In Defense of Reform Sunday School Education
Tuesday, November 10th, 2009 - DixieYidI read Beyond BT’s recent article by Azriela Jaffe, Vaccinating Our Children Against Prayer, with great interest. Based on my own reform sunday school and temple experiences, I also felt that those experiences not only vaccinate Jewish children against prayer, but also against any interest in Judaism in general. My theory was that having no Jewish background, rather than a negative background, gives people more of a blank slate when it comes to approaching Judaism for the first time. I theorized that when these “blank slate Jews” do come into contact with frumkeit for the first time, it will be with a more open mind because they had no preconceived notions based on negative Jewish experiences.
But based on later experiences working with a number of Jewish, not-yet-religious college students, I have come to a different, though not mutually exclusive, conclusion.
I worked for three years in a community kollel in the United States. In the “kiruv” portion of my job, I worked primarily with Jewish college students at four different campuses running programs, giving classes, organizing Shabbatonim, organizing trips to New York, and trying to refer students to programs in Israel.
The students I was able to come into contact with were a minority of the Jewish student population at the campuses to begin with. They were a self-selected group of people who were interested in identifying with and participating in something Jewish, but I was never able to meet the majority of the Jewish students.

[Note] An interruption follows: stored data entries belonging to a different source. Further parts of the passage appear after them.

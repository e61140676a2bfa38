//! Executor that forwards invocations to a remote engine over HTTP

use super::{Executor, ExecutorError, ExecutorOutput, Invocation};
use crate::config::models::ExecutorConfig;
use crate::core::registry::FunctionType;
use crate::utils::error::{GatewayError, Result};
use async_trait::async_trait;
use reqwest::header::{CONTENT_TYPE, HeaderMap, HeaderName, HeaderValue};
use serde_json::{Map, Value, json};
use std::time::Duration;
use tracing::debug;

/// Engine client for one function type
///
/// The engine receives `{ descriptor, input, source, request }` and answers with
/// either a JSON result (`{ result, executedWith?, ... }` or any JSON value),
/// a non-JSON payload, or `202 { taskId }` for deferred work.
#[derive(Debug, Clone)]
pub struct HttpExecutor {
    name: String,
    endpoint: String,
    client: reqwest::Client,
}

impl HttpExecutor {
    pub fn new(function_type: FunctionType, endpoint: &str, config: &ExecutorConfig) -> Result<Self> {
        let mut headers = HeaderMap::new();
        for (name, value) in &config.headers {
            let name = HeaderName::from_bytes(name.as_bytes())
                .map_err(|e| GatewayError::config(format!("Invalid header name '{}': {}", name, e)))?;
            let value = HeaderValue::from_str(value)
                .map_err(|e| GatewayError::config(format!("Invalid header value: {}", e)))?;
            headers.insert(name, value);
        }

        let mut builder = reqwest::Client::builder().default_headers(headers);
        if let Some(timeout_ms) = config.timeout_ms {
            builder = builder.timeout(Duration::from_millis(timeout_ms));
        }
        let client = builder
            .build()
            .map_err(|e| GatewayError::config(format!("Failed to create HTTP client: {}", e)))?;

        Ok(Self {
            name: format!("{}-engine", function_type),
            endpoint: endpoint.to_string(),
            client,
        })
    }

    pub fn endpoint(&self) -> &str {
        &self.endpoint
    }
}

#[async_trait]
impl Executor for HttpExecutor {
    fn name(&self) -> &str {
        &self.name
    }

    async fn execute(
        &self,
        invocation: Invocation<'_>,
    ) -> std::result::Result<ExecutorOutput, ExecutorError> {
        let payload = json!({
            "descriptor": invocation.descriptor,
            "input": invocation.input,
            "source": invocation.source,
            "request": invocation.request,
        });

        debug!(
            function = %invocation.descriptor.id,
            endpoint = %self.endpoint,
            "Forwarding invocation to engine"
        );

        let response = self
            .client
            .post(&self.endpoint)
            .json(&payload)
            .send()
            .await
            .map_err(map_transport_error)?;

        let status = response.status().as_u16();
        let content_type = response
            .headers()
            .get(CONTENT_TYPE)
            .and_then(|value| value.to_str().ok())
            .map(str::to_string);
        let body = response.bytes().await.map_err(map_transport_error)?;

        if !(200..300).contains(&status) {
            return Err(map_http_error(status, &String::from_utf8_lossy(&body)));
        }

        let is_json = content_type
            .as_deref()
            .is_some_and(|ct| ct.contains("application/json"));
        if !is_json {
            return Ok(ExecutorOutput::Http {
                status,
                content_type,
                body,
            });
        }

        let value: Value = serde_json::from_slice(&body)
            .map_err(|e| ExecutorError::Failed(format!("Engine returned invalid JSON: {}", e)))?;

        if status == 202 {
            if let Some(task_id) = value.get("taskId").and_then(Value::as_str) {
                return Ok(ExecutorOutput::deferred(task_id));
            }
        }

        Ok(split_result(value))
    }
}

/// `{ result, executedWith, ...meta }` becomes a value with metadata;
/// anything else is the result itself
fn split_result(value: Value) -> ExecutorOutput {
    match value {
        Value::Object(mut object) if object.contains_key("result") => {
            let result = object.remove("result").unwrap_or(Value::Null);
            let executed_with = match object.remove("executedWith") {
                Some(Value::String(runtime)) => Some(runtime),
                _ => None,
            };
            let meta = match object.remove("_meta") {
                Some(Value::Object(meta)) => meta,
                _ => Map::new(),
            };
            ExecutorOutput::Value {
                result,
                executed_with,
                meta,
            }
        }
        other => ExecutorOutput::value(other),
    }
}

fn map_transport_error(err: reqwest::Error) -> ExecutorError {
    if err.is_timeout() {
        ExecutorError::Timeout(format!("Engine timed out: {}", err))
    } else if err.is_connect() {
        ExecutorError::Unavailable(format!("Engine unreachable: {}", err))
    } else {
        ExecutorError::Failed(format!("Engine request failed: {}", err))
    }
}

fn map_http_error(status: u16, body: &str) -> ExecutorError {
    let message = serde_json::from_str::<Value>(body)
        .ok()
        .and_then(|v| v.get("error").and_then(Value::as_str).map(str::to_string))
        .unwrap_or_else(|| {
            if body.is_empty() {
                format!("HTTP error {}", status)
            } else {
                body.to_string()
            }
        });

    match status {
        501 => ExecutorError::NotImplemented(message),
        502 | 503 => ExecutorError::Unavailable(message),
        408 | 504 => ExecutorError::Timeout(message),
        _ => ExecutorError::Failed(message),
    }
}
//! # functions-gateway
//!
//! An admission-controlled function invocation gateway.
//!
//! Every request passes a multi-dimension fixed-window rate limiter before it
//! reaches the dispatcher, which resolves the function from a registry, picks
//! the executor for its type, runs it under a per-function time budget and
//! wraps the result in a uniform JSON envelope.
//!
//! ## Features
//!
//! - **Rate limiting**: independent quotas per client IP, function, endpoint
//!   pattern or caller-defined key, with whitelist and bypass paths
//! - **Typed executors**: `code`, `generative`, `agentic`, `human` and `cascade` functions
//!   routed to their own execution engines with optional concurrency caps
//! - **Time budgets**: 408 when no execution slot frees up in time, 504 when
//!   the executor itself overruns
//! - **Uniform results**: `_meta` envelope and `X-Execution-Time` header
//!
//! ## Gateway Mode
//!
//! ```rust,no_run
//! use functions_gateway::{Config, Gateway};
//!
//! #[tokio::main]
//! async fn main() -> Result<(), Box<dyn std::error::Error>> {
//!     let config = Config::from_file("config/gateway.yaml").await?;
//!     let gateway = Gateway::new(config)?;
//!     gateway.run().await?;
//!     Ok(())
//! }
//! ```
//!
//! ## Embedding the limiter
//!
//! ```rust
//! use functions_gateway::config::RateLimitConfig;
//! use functions_gateway::core::rate_limiter::{RateLimitRequest, RateLimiter};
//!
//! let limiter = RateLimiter::new(&RateLimitConfig::default()).unwrap();
//! let request = RateLimitRequest::new("GET", "/functions/hello")
//!     .with_header("x-forwarded-for", "203.0.113.7");
//! let verdict = limiter.evaluate(&request, None);
//! assert!(verdict.allowed);
//! ```

#![allow(missing_docs)]
#![warn(clippy::all)]
#![allow(clippy::module_inception)]

pub mod config;
pub mod core;
pub mod server;
pub mod utils;

// Re-export main types
pub use config::Config;
pub use core::dispatcher::{Dispatcher, InvocationResult, RawRequest};
pub use core::executors::{Executor, ExecutorError, ExecutorOutput, ExecutorSet};
pub use core::rate_limiter::{RateLimitContext, RateLimitRequest, RateLimitVerdict, RateLimiter};
pub use core::registry::{FunctionDescriptor, FunctionRegistry, FunctionType, InMemoryRegistry};
pub use utils::error::{GatewayError, Result};

use tracing::{debug, info};

/// The gateway: configuration plus a bound-on-run HTTP server
pub struct Gateway {
    config: Config,
    server: server::HttpServer,
}

impl Gateway {
    /// Create a new gateway instance
    pub fn new(config: Config) -> Result<Self> {
        info!("Creating new gateway instance");

        let server = server::HttpServer::new(&config)?;

        Ok(Self { config, server })
    }

    /// Run the gateway server
    pub async fn run(self) -> Result<()> {
        let build = build_info();
        info!(
            version = build.version,
            git_hash = build.git_hash,
            "Starting functions gateway"
        );
        debug!("Configuration: {:#?}", self.config);

        self.server.start().await
    }
}

/// Current version of the crate
pub const VERSION: &str = env!("CARGO_PKG_VERSION");
/// Name of the crate
pub const NAME: &str = env!("CARGO_PKG_NAME");
/// Description of the crate
pub const DESCRIPTION: &str = env!("CARGO_PKG_DESCRIPTION");

/// Gateway build information
#[derive(Debug, Clone)]
pub struct BuildInfo {
    /// Version number
    pub version: &'static str,
    /// Seconds since the epoch when the crate was built
    pub build_time: &'static str,
    /// Git commit hash, `unknown` outside a checkout
    pub git_hash: &'static str,
}

impl Default for BuildInfo {
    fn default() -> Self {
        Self {
            version: VERSION,
            build_time: env!("BUILD_TIME"),
            git_hash: env!("GIT_HASH"),
        }
    }
}

/// Build
pub fn build_info() -> BuildInfo {
    BuildInfo::default()
}
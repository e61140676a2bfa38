//! Invocation dispatcher
//!
//! `ResolveDescriptor -> ParseBody -> SelectExecutor -> Execute -> BuildEnvelope`.
//! Every exit, including failures, is an [`InvocationResult`] with a JSON body.

mod body;
#[allow(clippy::module_inception)]
mod dispatcher;
mod envelope;
mod types;


pub use body::parse_body;
pub use dispatcher::Dispatcher;
pub use envelope::{META_KEY, wrap_result};
pub use types::{
    ContentKind, EXECUTION_TIME_HEADER, InvocationRequest, InvocationResult, RawRequest,
    ResultMeta,
};
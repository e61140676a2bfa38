//! Request ID middleware

use actix_web::dev::{Service, ServiceRequest, ServiceResponse, Transform, forward_ready};
use actix_web::http::header::{HeaderName, HeaderValue};
use futures::future::{Ready, ready};
use std::future::Future;
use std::pin::Pin;
use tracing::debug;
use uuid::Uuid;

pub const REQUEST_ID_HEADER: &str = "x-request-id";

/// Request ID middleware for Actix-web
///
/// Keeps a caller-supplied `X-Request-Id`, otherwise assigns a UUID, and echoes
/// it on the response.
pub struct RequestIdMiddleware;

impl<S, B> Transform<S, ServiceRequest> for RequestIdMiddleware
where
    S: Service<ServiceRequest, Response = ServiceResponse<B>, Error = actix_web::Error>,
    S::Future: 'static,
    B: 'static,
{
    type Response = ServiceResponse<B>;
    type Error = actix_web::Error;
    type InitError = ();
    type Transform = RequestIdMiddlewareService<S>;
    type Future = Ready<Result<Self::Transform, Self::InitError>>;

    fn new_transform(&self, service: S) -> Self::Future {
        ready(Ok(RequestIdMiddlewareService { service }))
    }
}

/// Service implementation for request ID middleware
pub struct RequestIdMiddlewareService<S> {
    service: S,
}

impl<S, B> Service<ServiceRequest> for RequestIdMiddlewareService<S>
where
    S: Service<ServiceRequest, Response = ServiceResponse<B>, Error = actix_web::Error>,
    S::Future: 'static,
    B: 'static,
{
    type Response = ServiceResponse<B>;
    type Error = actix_web::Error;
    type Future = Pin<Box<dyn Future<Output = Result<Self::Response, Self::Error>>>>;

    forward_ready!(service);

    fn call(&self, mut req: ServiceRequest) -> Self::Future {
        let header = HeaderName::from_static(REQUEST_ID_HEADER);
        let request_id = match req.headers().get(&header) {
            Some(existing) if !existing.is_empty() => existing.clone(),
            _ => HeaderValue::from_str(&Uuid::new_v4().to_string())
                .unwrap_or_else(|_| HeaderValue::from_static("invalid")),
        };
        req.headers_mut().insert(header.clone(), request_id.clone());

        debug!(
            request_id = request_id.to_str().unwrap_or_default(),
            method = %req.method(),
            path = %req.path(),
            "Processing request"
        );

        let fut = self.service.call(req);
        Box::pin(async move {
            let mut res = fut.await?;
            res.headers_mut().insert(header, request_id);
            Ok(res)
        })
    }
}
//! Type conversions for GatewayError

use super::types::GatewayError;
use crate::core::executors::ExecutorError;

impl From<ExecutorError> for GatewayError {
    fn from(err: ExecutorError) -> Self {
        match err {
            ExecutorError::Failed(message) => GatewayError::Executor(message),
            ExecutorError::NotImplemented(message) => GatewayError::NotImplemented(message),
            ExecutorError::Unavailable(message) => GatewayError::Unavailable(message),
            ExecutorError::Timeout(message) => GatewayError::GatewayTimeout(message),
        }
    }
}

impl From<tokio::sync::AcquireError> for GatewayError {
    fn from(_: tokio::sync::AcquireError) -> Self {
        GatewayError::Unavailable("Executor is shutting down".to_string())
    }
}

But within that already self-selected minority, it is interesting to note the Jewish “denominational” background of those minority of the Jewishly identified students. 90% of the these students were identified with either the conservative or reform movements. The remaining 10% or so came from an “unaffiliated” background.
Had I been a greater teacher, I would have been able to communicate with each person on their level and in a language that they understood. However, I was not such a great teacher. I found the conservative students the easiest to speak to about Jewish things. The next easiest group of students to speak to were the reform ones, but they were still harder to connect to, in general, than the conservative ones. And the most difficult to connect to were the ones from an unaffiliated background.
My impression was that the main thing that separated these groups was the extent to which there was any “common language” or “frame of reference” that they shared with Judaism and/or myself. To the extent that these students had any Jewish background at all, whether it be an awareness of the practice of certain mitzvos, certain famous stories in the Torah, or knowing a few common Hebrew words, I had some frame of reference, some common language with which to have some kind of jewish conversation with them.
The other problem with having no common language or frame of reference is that there were few values or morals that could be used as a frame of reference. Even without any specifically Jewish knowledge, someone with some of the values that are, on some level, shared by Judaism, is better equipped to relate to a Jewish message based on values, even if not based on more ostensibly “religious” aspects of Judaism.
So I think that having some Jewish background, even if it involves bad reform or conservative sunday school memories, gives those kids a leg up in two respects.
One, it gives them a somewhat greatly likelihood of having the propensity to expose themselves to occasional Jewish experiences during their lives to begin with. Without at least some jewish involvement, contact with frum people becomes less likely. You have to be in it to win it.
And two, those kids that had some Jewish background were, I think, more likely to have some common language or frame of reference, so that if and when they do come into contact with frumkeit, it enables at least some greater level of communication and connection. with Jewish people and Jewish ideas.
My main point is that even some level of affiliation by non-observant Jews is somewhat better than being unaffiliated. It’s at least a point to ponder!